**WHAT IS EXPECTED:**
Find the number of lines below in which the word "events" appears, and write that number only.

=== Begin Enclosure ===

//! Rigid body physics backend
//!
//! Thin wrapper around rapier2d. Landers and terrain only ever touch each
//! other: lander colliders belong to [`Category::Lander`] and only interact
//! with [`Category::Terrain`], and vice versa.
//!
//! Collisions are not delivered through callbacks. [`PhysicsWorld::step`]
//! returns the first contacts of the step and the caller dispatches them.

use std::collections::HashSet;
use std::sync::Mutex;

use glam::Vec2;
use rapier2d::prelude::*;

use crate::config::PhysicsConfig;

/// Collision category of a collider
#[derive(Debug, Clone, Copy, PartialEq, Eq)]
pub enum Category {
    Lander,
    Terrain,
}

impl Category {
    /// Membership bit of this category
    pub const fn group(self) -> Group {
        match self {
            Category::Lander => Group::GROUP_1,
            Category::Terrain => Group::GROUP_2,
        }
    }

    /// Interaction groups: each category only collides with the other one
    pub const fn interaction_groups(self) -> InteractionGroups {
        match self {
            Category::Lander => InteractionGroups::new(Group::GROUP_1, Group::GROUP_2),
            Category::Terrain => InteractionGroups::new(Group::GROUP_2, Group::GROUP_1),
        }
    }

    /// Recover the category from a collider's interaction groups
    pub fn from_groups(groups: InteractionGroups) -> Option<Self> {
        if groups.memberships.contains(Group::GROUP_1) {
            Some(Category::Lander)
        } else if groups.memberships.contains(Group::GROUP_2) {
            Some(Category::Terrain)
        } else {
            None
        }
    }
}

/// First contact between a lander body and the terrain body
#[derive(Debug, Clone, Copy, PartialEq, Eq, Hash)]
pub struct CollisionEvent {
    pub lander: RigidBodyHandle,
    pub terrain: RigidBodyHandle,
}

/// Collects rapier's "started" collision events during a step
#[derive(Default)]
struct ContactCollector {
    started: Mutex<Vec<(ColliderHandle, ColliderHandle)>>,
}

impl EventHandler for ContactCollector {
    fn handle_collision_event(
        &self,
        _bodies: &RigidBodySet,
        _colliders: &ColliderSet,
        event: rapier2d::geometry::CollisionEvent,
        _contact_pair: Option<&ContactPair>,
    ) {
        if let rapier2d::geometry::CollisionEvent::Started(a, b, _) = event {
            if let Ok(mut started) = self.started.lock() {
                started.push((a, b));
            }
        }
    }

    fn handle_contact_force_event(
        &self,
        _dt: Real,
        _bodies: &RigidBodySet,
        _colliders: &ColliderSet,
        _contact_pair: &ContactPair,
        _total_force_magnitude: Real,
    ) {
    }
}

/// Manages the rapier2d physics world
pub struct PhysicsWorld {
    /// Gravity vector (screen space, +y points down)
    gravity: Vector<Real>,

    /// Rapier rigid body set
    rigid_body_set: RigidBodySet,

    /// Rapier collider set
    collider_set: ColliderSet,

    /// Physics pipeline
    pipeline: PhysicsPipeline,

    /// Integration parameters
    integration_parameters: IntegrationParameters,

    /// Island manager
    island_manager: IslandManager,

    /// Broad phase
    broad_phase: BroadPhase,

    /// Narrow phase
    narrow_phase: NarrowPhase,

    /// Impulse joint set
    impulse_joint_set: ImpulseJointSet,

    /// Multibody joint set
    multibody_joint_set: MultibodyJointSet,

    /// CCD solver
    ccd_solver: CCDSolver,

    /// Query pipeline
    query_pipeline: QueryPipeline,
}

impl PhysicsWorld {
    /// Create an empty world with downward gravity and a fixed timestep
    pub fn new(config: &PhysicsConfig) -> Self {
        let integration_parameters = IntegrationParameters {
            dt: config.timestep(),
            ..Default::default()
        };

        log::debug!(
            "Physics: gravity={} dt={:.4}",
            config.gravity,
            integration_parameters.dt
        );

        Self {
            gravity: vector![0.0, config.gravity],
            rigid_body_set: RigidBodySet::new(),
            collider_set: ColliderSet::new(),
            pipeline: PhysicsPipeline::new(),
            integration_parameters,
            island_manager: IslandManager::new(),
            broad_phase: BroadPhase::new(),
            narrow_phase: NarrowPhase::new(),
            impulse_joint_set: ImpulseJointSet::new(),
            multibody_joint_set: MultibodyJointSet::new(),
            ccd_solver: CCDSolver::new(),
            query_pipeline: QueryPipeline::new(),
        }
    }

    /// Fixed timestep in seconds
    pub fn dt(&self) -> f32 {
        self.integration_parameters.dt
    }

    /// Advance the simulation by one timestep.
    ///
    /// Returns one event per lander/terrain body pair that started touching
    /// during this step.
    pub fn step(&mut self) -> Vec<CollisionEvent> {
        let physics_hooks = ();
        let collector = ContactCollector::default();

        self.pipeline.step(
            &self.gravity,
            &self.integration_parameters,
            &mut self.island_manager,
            &mut self.broad_phase,
            &mut self.narrow_phase,
            &mut self.rigid_body_set,
            &mut self.collider_set,
            &mut self.impulse_joint_set,
            &mut self.multibody_joint_set,
            &mut self.ccd_solver,
            Some(&mut self.query_pipeline),
            &physics_hooks,
            &collector,
        );

        let started = collector.started.into_inner().unwrap_or_default();
        self.resolve_contacts(started)
    }

    /// Map collider pairs to lander/terrain body pairs, once per pair
    fn resolve_contacts(
        &self,
        started: Vec<(ColliderHandle, ColliderHandle)>,
    ) -> Vec<CollisionEvent> {
        let mut seen = HashSet::new();
        let mut events = Vec::new();

        for (a, b) in started {
            let (Some(first), Some(second)) = (self.classify(a), self.classify(b)) else {
                continue;
            };

            let event = match (first, second) {
                ((Category::Lander, lander), (Category::Terrain, terrain))
                | ((Category::Terrain, terrain), (Category::Lander, lander)) => {
                    CollisionEvent { lander, terrain }
                }
                _ => continue,
            };

            if seen.insert(event) {
                events.push(event);
            }
        }

        events
    }

    /// Category and parent body of a collider
    fn classify(&self, handle: ColliderHandle) -> Option<(Category, RigidBodyHandle)> {
        let collider = self.collider_set.get(handle)?;
        let category = Category::from_groups(collider.collision_groups())?;
        Some((category, collider.parent()?))
    }

    /// Insert a rigid body
    pub fn insert_body(&mut self, body: RigidBody) -> RigidBodyHandle {
        self.rigid_body_set.insert(body)
    }

    /// Attach a collider to a body
    pub fn insert_collider(
        &mut self,
        collider: Collider,
        parent: RigidBodyHandle,
    ) -> ColliderHandle {
        self.collider_set
            .insert_with_parent(collider, parent, &mut self.rigid_body_set)
    }

    /// Remove a body together with all of its colliders.
    ///
    /// Removing a body that is already gone is a no-op and returns `false`.
    pub fn remove_body(&mut self, handle: RigidBodyHandle) -> bool {
        let removed = self.rigid_body_set.remove(
            handle,
            &mut self.island_manager,
            &mut self.collider_set,
            &mut self.impulse_joint_set,
            &mut self.multibody_joint_set,
            true,
        );

        if removed.is_none() {
            log::debug!("Physics: body {:?} already removed", handle);
        }
        removed.is_some()
    }

    /// Whether the body is still part of the world
    pub fn contains_body(&self, handle: RigidBodyHandle) -> bool {
        self.rigid_body_set.contains(handle)
    }

    /// Get a rigid body
    pub fn body(&self, handle: RigidBodyHandle) -> Option<&RigidBody> {
        self.rigid_body_set.get(handle)
    }

    /// Get a mutable rigid body
    pub fn body_mut(&mut self, handle: RigidBodyHandle) -> Option<&mut RigidBody> {
        self.rigid_body_set.get_mut(handle)
    }

    /// Get a collider
    pub fn collider(&self, handle: ColliderHandle) -> Option<&Collider> {
        self.collider_set.get(handle)
    }

    /// Get a mutable collider
    pub fn collider_mut(&mut self, handle: ColliderHandle) -> Option<&mut Collider> {
        self.collider_set.get_mut(handle)
    }

    /// Distance from `point` to the nearest collider of `target`.
    ///
    /// Only colliders known to the query pipeline are considered, which means
    /// colliders inserted since the last [`step`](Self::step) are invisible.
    pub fn nearest_distance(&self, point: Vec2, target: Category) -> Option<f32> {
        let groups = InteractionGroups::new(Group::ALL, target.group());
        let filter = QueryFilter::new().groups(groups);
        let query = point![point.x, point.y];

        self.query_pipeline
            .project_point(
                &self.rigid_body_set,
                &self.collider_set,
                &query,
                true,
                filter,
            )
            .map(|(_, projection)| (projection.point - query).norm())
    }

    /// Number of bodies in the world
    pub fn body_count(&self) -> usize {
        self.rigid_body_set.len()
    }

    /// Number of colliders in the world
    pub fn collider_count(&self) -> usize {
        self.collider_set.len()
    }
}

impl Default for PhysicsWorld {
    fn default() -> Self {
        Self::new(&PhysicsConfig::default())
    }
}

/// Convert a glam vector to a rapier vector
pub fn to_vector(v: Vec2) -> Vector<Real> {
    vector![v.x, v.y]
}

/// Convert a glam vector to a rapier point
pub fn to_point(v: Vec2) -> Point<Real> {
    point![v.x, v.y]
}

/// Convert a rapier vector to glam
pub fn from_vector(v: &Vector<Real>) -> Vec2 {
    Vec2::new(v.x, v.y)
}

/// Convert a rapier point to glam
pub fn from_point(p: &Point<Real>) -> Vec2 {
    Vec2::new(p.x, p.y)
}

=== End Enclosure ===

**EXERCISE ANSWER:**
4